Questions? When's Bart coming back? He's not.
He thought he was better than the laws of probability.
Anyone else think he's better than the laws of probability? Well, you're not! With me here in the booth is brand-new color commentator and former Isotots great, Bart Simpson.
Bart, do you miss the game? No, no, no, no.
I got a lot goin' on.
I'm sure you do.
Milhouse hits a frozen rope just past the diving shortstop.
There's a play at the plate! He's safe.
And that's all she wrote.
It's a triumph of number-crunching over the human spirit.
And it's about time.
(cheering) (Lisa squeals) Look, Dad.
"Players and Coaches Entrance.
" Hey, let's hold hands and skip inside.
(both laughing) Well, let's go to the bleachers.

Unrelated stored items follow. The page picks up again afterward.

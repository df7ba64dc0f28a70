//! Captured-article markdown parser.
//!
//! Parses the capture format produced by the upstream feed workflow:
//! - First heading: `# Title`
//! - Labeled metadata lines: `**Source:**`, `**Author:**`, `**Published:**`,
//!   `**URL:**` (unknown labels are ignored)
//! - Body text between `---` rules
//! - Trailing capture footer (`*Captured from ...*`), stripped

use std::sync::LazyLock;

use regex::Regex;

use frontpage_shared::{FrontpageError, Result};

/// Parsed representation of one captured markdown document.
#[derive(Debug, Clone)]
pub struct CaptureDoc {
    /// The H1 title. Always non-blank.
    pub title: String,
    /// Raw `**URL:**` value, if present.
    pub url: Option<String>,
    /// Raw `**Published:**` value, if present.
    pub published: Option<String>,
    /// Raw `**Source:**` value, if present.
    pub source: Option<String>,
    /// Raw `**Author:**` value, if present.
    pub author: Option<String>,
    /// Body text with metadata, rules, and the capture footer removed.
    pub body: String,
}

// ---------------------------------------------------------------------------
// Regex patterns (compiled once)
// ---------------------------------------------------------------------------

/// Matches `# Title` at the start of a line.
static H1_RE: LazyLock<Regex> = LazyLock::new(|| Regex::new(r"^#\s+(\S.*)$").expect("H1 regex"));

/// Matches `**Label:** value` metadata lines.
static META_RE: LazyLock<Regex> =
    LazyLock::new(|| Regex::new(r"^\*\*([A-Za-z ]+):\*\*\s*(.*?)\s*$").expect("metadata regex"));

/// Matches the trailing capture footer.
static FOOTER_RE: LazyLock<Regex> =
    LazyLock::new(|| Regex::new(r"^\*Captured from .*\*$").expect("footer regex"));

/// Matches runs of three or more newlines.
static MULTI_BLANK_RE: LazyLock<Regex> =
    LazyLock::new(|| Regex::new(r"\n{3,}").expect("blank-line regex"));

// ---------------------------------------------------------------------------
// Parser
// ---------------------------------------------------------------------------

/// Parse one captured markdown document.
///
/// A missing or whitespace-only title heading is a validation failure.
/// A wrong title would propagate all the way to the published artifact,
/// so there is no filename fallback here.
pub(crate) fn parse_capture(text: &str) -> Result<CaptureDoc> {
    let mut title: Option<String> = None;
    let mut url = None;
    let mut published = None;
    let mut source = None;
    let mut author = None;
    let mut body_lines: Vec<&str> = Vec::new();

    for line in text.lines() {
        let trimmed = line.trim();

        if title.is_none() {
            if let Some(caps) = H1_RE.captures(trimmed) {
                title = Some(caps[1].trim().to_string());
                continue;
            }
        }

        if let Some(caps) = META_RE.captures(trimmed) {
            let value = caps[2].trim();
            if value.is_empty() {
                continue;
            }
            match caps[1].to_ascii_lowercase().as_str() {
                "url" => url = Some(value.to_string()),
                "published" => published = Some(value.to_string()),
                "source" => source = Some(value.to_string()),
                "author" => author = Some(value.to_string()),
                // Unknown labels (Feed, etc.) are ignored
                _ => {}
            }
            continue;
        }

        // Horizontal rules delimit the body; the footer closes the capture
        if trimmed == "---" || FOOTER_RE.is_match(trimmed) {
            continue;
        }

        // Everything else belongs to the body, headings included
        if title.is_some() {
            body_lines.push(line);
        }
    }

    let title = title
        .ok_or_else(|| FrontpageError::validation("markdown document has no title heading"))?;

    let body = MULTI_BLANK_RE
        .replace_all(body_lines.join("\n").trim(), "\n\n")
        .to_string();

    Ok(CaptureDoc {
        title,
        url,
        published,
        source,
        author,
        body,
    })
}

#[cfg(test)]
mod tests {
    use super::*;

    const SAMPLE: &str = r#"# AI Breakthrough in Protein Folding

**Source:** Example Wire
**Author:** Jane Doe
**Published:** 2024-01-15 10:30:00
**URL:** https://example.com/ai-breakthrough
**Feed:** https://example.com/feed

---

Researchers announced a new model that predicts protein structures
with record accuracy.

---
*Captured from the feed reader on 2024-01-15 11:00:00*
"#;

    #[test]
    fn parse_full_capture() {
        let doc = parse_capture(SAMPLE).unwrap();
        assert_eq!(doc.title, "AI Breakthrough in Protein Folding");
        assert_eq!(doc.url.as_deref(), Some("https://example.com/ai-breakthrough"));
        assert_eq!(doc.published.as_deref(), Some("2024-01-15 10:30:00"));
        assert_eq!(doc.source.as_deref(), Some("Example Wire"));
        assert_eq!(doc.author.as_deref(), Some("Jane Doe"));
        assert!(doc.body.starts_with("Researchers announced"));
        assert!(!doc.body.contains("Captured from"));
        assert!(!doc.body.contains("**URL:**"));
    }

    #[test]
    fn missing_title_fails() {
        let text = "**URL:** https://example.com/a\n\nSome body text.\n";
        let result = parse_capture(text);
        assert!(result.is_err());
        assert!(result.unwrap_err().to_string().contains("no title heading"));
    }

    #[test]
    fn whitespace_only_title_fails() {
        let text = "#   \n\n**URL:** https://example.com/a\n";
        assert!(parse_capture(text).is_err());
    }

    #[test]
    fn minimal_document() {
        let doc = parse_capture("# Just a Title\n").unwrap();
        assert_eq!(doc.title, "Just a Title");
        assert!(doc.url.is_none());
        assert!(doc.body.is_empty());
    }

    #[test]
    fn empty_metadata_value_ignored() {
        let doc = parse_capture("# Title\n\n**URL:**   \n\nBody.\n").unwrap();
        assert!(doc.url.is_none());
        assert_eq!(doc.body, "Body.");
    }

    #[test]
    fn body_keeps_subheadings() {
        let text = "# Title\n\n---\n\nIntro.\n\n## Details\n\nMore text.\n\n---\n";
        let doc = parse_capture(text).unwrap();
        assert!(doc.body.contains("## Details"));
        assert!(doc.body.contains("More text."));
    }

    #[test]
    fn blank_runs_collapsed() {
        let text = "# Title\n\n---\n\nPara one.\n\n\n\n\nPara two.\n\n---\n";
        let doc = parse_capture(text).unwrap();
        assert_eq!(doc.body, "Para one.\n\nPara two.");
    }
}
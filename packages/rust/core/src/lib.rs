//! Core pipeline orchestration for Frontpage.
//!
//! This crate ties together ingestion, reconciliation, projection, and
//! persistence into end-to-end workflows (e.g., `run_sync`).

pub mod pipeline;
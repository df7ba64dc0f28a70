//! Record normalization: raw source records into canonical [`Article`]s.
//!
//! One normalizer handles all three upstream shapes (captured markdown
//! documents, table-service rows, webhook payloads), so the merge layer
//! never sees source-specific structure. Normalization is a pure function
//! of the raw record and the capture instant; failures are per-record and
//! never abort a batch.

pub mod identity;

mod content;
mod markdown;

use std::collections::BTreeSet;

use chrono::{DateTime, NaiveDate, NaiveDateTime, TimeZone, Utc};
use serde::Deserialize;
use sha2::{Digest, Sha256};
use tracing::debug;

use frontpage_shared::{Article, IngestSettings, RecordFailure, Result};

pub use markdown::CaptureDoc;

// ---------------------------------------------------------------------------
// Options
// ---------------------------------------------------------------------------

/// Options governing normalization, derived from the `[ingest]` config.
#[derive(Debug, Clone)]
pub struct IngestOptions {
    /// Query parameters stripped during URL normalization.
    pub tracking_params: Vec<String>,
}

impl From<&IngestSettings> for IngestOptions {
    fn from(settings: &IngestSettings) -> Self {
        Self {
            tracking_params: settings.tracking_params.clone(),
        }
    }
}

impl Default for IngestOptions {
    fn default() -> Self {
        Self::from(&IngestSettings::default())
    }
}

// ---------------------------------------------------------------------------
// Raw records
// ---------------------------------------------------------------------------

/// One raw input record, before normalization.
#[derive(Debug, Clone)]
pub enum RawRecord {
    /// A captured markdown document plus its source filename.
    Markdown { file_name: String, text: String },
    /// One row exported from the table service.
    TableRow(TableRow),
    /// An ad-hoc webhook payload.
    Webhook(WebhookPayload),
}

impl RawRecord {
    /// Human-readable origin label used in failure reports.
    pub fn label(&self) -> String {
        match self {
            Self::Markdown { file_name, .. } => file_name.clone(),
            Self::TableRow(row) => row
                .id
                .clone()
                .or_else(|| row.title.clone())
                .or_else(|| row.url.clone())
                .unwrap_or_else(|| "table row".into()),
            Self::Webhook(payload) => payload
                .title
                .clone()
                .or_else(|| payload.url.clone())
                .unwrap_or_else(|| "webhook payload".into()),
        }
    }
}

/// One row from the table service. Unknown columns are ignored.
#[derive(Debug, Clone, Default, Deserialize)]
pub struct TableRow {
    #[serde(default)]
    pub id: Option<String>,
    #[serde(default)]
    pub title: Option<String>,
    #[serde(default)]
    pub url: Option<String>,
    #[serde(default)]
    pub content: Option<String>,
    #[serde(default)]
    pub tags: Option<TagList>,
    #[serde(default)]
    pub source: Option<String>,
    #[serde(default)]
    pub author: Option<String>,
    #[serde(default)]
    pub published: Option<String>,
    #[serde(default)]
    pub cover_image: Option<String>,
}

/// Tag column value: the table service exports either an array or a
/// comma-separated string.
#[derive(Debug, Clone, Deserialize)]
#[serde(untagged)]
pub enum TagList {
    Many(Vec<String>),
    Csv(String),
}

impl TagList {
    fn into_set(self) -> BTreeSet<String> {
        let items: Vec<String> = match self {
            Self::Many(items) => items,
            Self::Csv(csv) => csv.split(',').map(String::from).collect(),
        };
        items
            .into_iter()
            .map(|t| t.trim().to_string())
            .filter(|t| !t.is_empty())
            .collect()
    }
}

/// An ad-hoc webhook payload. Unknown fields are ignored.
#[derive(Debug, Clone, Default, Deserialize)]
pub struct WebhookPayload {
    #[serde(default)]
    pub title: Option<String>,
    /// Enrichment-produced headline, stored as `generated_title`.
    #[serde(default)]
    pub generated_title: Option<String>,
    #[serde(default)]
    pub url: Option<String>,
    #[serde(default)]
    pub author: Option<String>,
    #[serde(default)]
    pub date: Option<String>,
    #[serde(default)]
    pub category: Option<String>,
    #[serde(default)]
    pub cover_image: Option<String>,
    #[serde(default)]
    pub content: Option<String>,
    #[serde(default)]
    pub source: Option<String>,
}

// ---------------------------------------------------------------------------
// Normalization
// ---------------------------------------------------------------------------

/// Normalize one raw record into an [`Article`].
///
/// `now` is the capture instant: it stamps `created_at`/`updated_at` and is
/// the fallback for unparseable or missing publication timestamps.
pub fn normalize(record: &RawRecord, opts: &IngestOptions, now: DateTime<Utc>) -> Result<Article> {
    match record {
        RawRecord::Markdown { file_name, text } => normalize_markdown(file_name, text, opts, now),
        RawRecord::TableRow(row) => normalize_table_row(row, opts, now),
        RawRecord::Webhook(payload) => normalize_webhook(payload, opts, now),
    }
}

/// Normalize a whole batch, collecting per-record failures.
///
/// One bad record never aborts the batch: failures are reported and the
/// rest of the records proceed.
pub fn normalize_batch(
    records: &[RawRecord],
    opts: &IngestOptions,
    now: DateTime<Utc>,
) -> (Vec<Article>, Vec<RecordFailure>) {
    let mut articles = Vec::with_capacity(records.len());
    let mut failures = Vec::new();

    for record in records {
        match normalize(record, opts, now) {
            Ok(article) => articles.push(article),
            Err(e) => {
                debug!(record = %record.label(), error = %e, "record rejected");
                failures.push(RecordFailure {
                    record: record.label(),
                    reason: e.to_string(),
                });
            }
        }
    }

    (articles, failures)
}

fn normalize_markdown(
    file_name: &str,
    text: &str,
    opts: &IngestOptions,
    now: DateTime<Utc>,
) -> Result<Article> {
    let doc = markdown::parse_capture(text)?;

    let url = doc
        .url
        .as_deref()
        .and_then(|u| identity::normalize_url(u, &opts.tracking_params));
    let identity = url
        .clone()
        .unwrap_or_else(|| identity::file_identity(file_name));

    Ok(build_article(ArticleFields {
        identity,
        original_title: doc.title,
        generated_title: None,
        url,
        source: doc.source.unwrap_or_default(),
        author: non_blank(doc.author).unwrap_or_else(default_author),
        published_at: parse_published(doc.published.as_deref(), now),
        tags: BTreeSet::from([default_category()]),
        content: doc.body,
        cover_image: None,
        now,
    }))
}

fn normalize_table_row(row: &TableRow, opts: &IngestOptions, now: DateTime<Utc>) -> Result<Article> {
    let title = non_blank(row.title.clone())
        .ok_or_else(|| frontpage_shared::FrontpageError::validation("table row has no title"))?;

    let url = row
        .url
        .as_deref()
        .and_then(|u| identity::normalize_url(u, &opts.tracking_params));
    let identity = url
        .clone()
        .unwrap_or_else(|| identity::slug_identity(&title, now));

    let mut tags = row.tags.clone().map(TagList::into_set).unwrap_or_default();
    if tags.is_empty() {
        tags.insert(default_category());
    }

    Ok(build_article(ArticleFields {
        identity,
        original_title: title,
        generated_title: None,
        url,
        source: non_blank(row.source.clone()).unwrap_or_default(),
        author: non_blank(row.author.clone()).unwrap_or_else(default_author),
        published_at: parse_published(row.published.as_deref(), now),
        tags,
        content: row
            .content
            .as_deref()
            .map(content::clean_content)
            .unwrap_or_default(),
        cover_image: non_blank(row.cover_image.clone()),
        now,
    }))
}

fn normalize_webhook(
    payload: &WebhookPayload,
    opts: &IngestOptions,
    now: DateTime<Utc>,
) -> Result<Article> {
    let title = non_blank(payload.title.clone()).ok_or_else(|| {
        frontpage_shared::FrontpageError::validation("webhook payload has no title")
    })?;

    let url = payload
        .url
        .as_deref()
        .and_then(|u| identity::normalize_url(u, &opts.tracking_params));
    let identity = url
        .clone()
        .unwrap_or_else(|| identity::slug_identity(&title, now));

    let category = non_blank(payload.category.clone()).unwrap_or_else(default_category);

    Ok(build_article(ArticleFields {
        identity,
        original_title: title,
        generated_title: non_blank(payload.generated_title.clone()),
        url,
        source: non_blank(payload.source.clone()).unwrap_or_default(),
        author: non_blank(payload.author.clone()).unwrap_or_else(default_author),
        published_at: parse_published(payload.date.as_deref(), now),
        tags: BTreeSet::from([category]),
        content: payload
            .content
            .as_deref()
            .map(content::clean_content)
            .unwrap_or_default(),
        cover_image: non_blank(payload.cover_image.clone()),
        now,
    }))
}

// ---------------------------------------------------------------------------
// Field assembly
// ---------------------------------------------------------------------------

struct ArticleFields {
    identity: String,
    original_title: String,
    generated_title: Option<String>,
    url: Option<String>,
    source: String,
    author: String,
    published_at: DateTime<Utc>,
    tags: BTreeSet<String>,
    content: String,
    cover_image: Option<String>,
    now: DateTime<Utc>,
}

fn build_article(fields: ArticleFields) -> Article {
    let mut article = Article {
        identity: fields.identity,
        original_title: fields.original_title,
        manual_title: None,
        generated_title: fields.generated_title,
        url: fields.url,
        source: fields.source,
        author: fields.author,
        published_at: fields.published_at,
        tags: fields.tags,
        content: fields.content,
        cover_image: fields.cover_image,
        is_hero: false,
        is_column: false,
        content_hash: String::new(),
        created_at: fields.now,
        updated_at: fields.now,
    };
    article.content_hash = fingerprint(&article);
    article
}

/// SHA-256 fingerprint of an article's refreshable fields.
///
/// Protected fields, category flags, and timestamps stamped by the merger
/// are excluded, so the fingerprint answers exactly one question: would a
/// re-merge of this record change the stored content?
pub fn fingerprint(article: &Article) -> String {
    let published_at = article.published_at.to_rfc3339();
    let mut hasher = Sha256::new();
    for part in [
        article.original_title.as_str(),
        article.url.as_deref().unwrap_or(""),
        article.source.as_str(),
        article.author.as_str(),
        published_at.as_str(),
        article.content.as_str(),
        article.cover_image.as_deref().unwrap_or(""),
    ] {
        hasher.update(part.as_bytes());
        hasher.update([0x1f]);
    }
    for tag in &article.tags {
        hasher.update(tag.as_bytes());
        hasher.update([0x1f]);
    }
    format!("{:x}", hasher.finalize())
}

// ---------------------------------------------------------------------------
// Helpers
// ---------------------------------------------------------------------------

fn default_author() -> String {
    "Unknown".into()
}

fn default_category() -> String {
    "general".into()
}

fn non_blank(value: Option<String>) -> Option<String> {
    value
        .map(|v| v.trim().to_string())
        .filter(|v| !v.is_empty())
}

/// Parse a publication timestamp in any of the formats the sources emit.
/// Unparseable or missing values default to the capture instant: a wrong
/// guess at source time would corrupt ordering downstream.
fn parse_published(raw: Option<&str>, now: DateTime<Utc>) -> DateTime<Utc> {
    let Some(raw) = raw.map(str::trim).filter(|s| !s.is_empty()) else {
        return now;
    };

    if let Ok(dt) = DateTime::parse_from_rfc3339(raw) {
        return dt.with_timezone(&Utc);
    }
    for format in ["%Y-%m-%d %H:%M:%S", "%Y-%m-%dT%H:%M:%S"] {
        if let Ok(naive) = NaiveDateTime::parse_from_str(raw, format) {
            return Utc.from_utc_datetime(&naive);
        }
    }
    if let Ok(date) = NaiveDate::parse_from_str(raw, "%Y-%m-%d") {
        return Utc.from_utc_datetime(&date.and_time(chrono::NaiveTime::MIN));
    }
    if let Ok(secs) = raw.parse::<i64>() {
        if let Some(dt) = Utc.timestamp_opt(secs, 0).single() {
            return dt;
        }
    }

    debug!(raw, "unparseable published timestamp, using capture time");
    now
}

// ---------------------------------------------------------------------------
// Tests
// ---------------------------------------------------------------------------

I brought an air horn and a megaphone.
Testing (horn blows) Actually, I'm taking you on a "special little guy super happy fun" day.
Are you taking me to the dentist? You're not going to the dentist.
(Marge mutters) You know, Mom, after only seven hours in this amusement park, I'm finally enjoying myself.
I'm actually starting to forget about (cell phone rings) Lisa? She wants to talk to you.
Hey Lis.
Bart, I need you.
Ralph can't play, 'cause he's too juiced.
I didn't know what I was putting into my body.
Sorry, sis.
I've moved on.
And my days of listening to my manager are over.
Son, you should always listen to your manager.
(gasps) Mike Scioscia! Didn't you get radiation poisoning working at the Springfield Nuclear Plant? I sure did, and it gave me super-managing powers! I also demagnetize credit cards.
(shudders) Bart, I have two pieces of advice.
First, keep your arms in the damn car.
Whoa! Secondly, I don't care if your manager is your sister, Dick Drago's mustache, or Oscar Gamble's afro.
A player should always listen to his skipper.
That's how I got these three World Series rings.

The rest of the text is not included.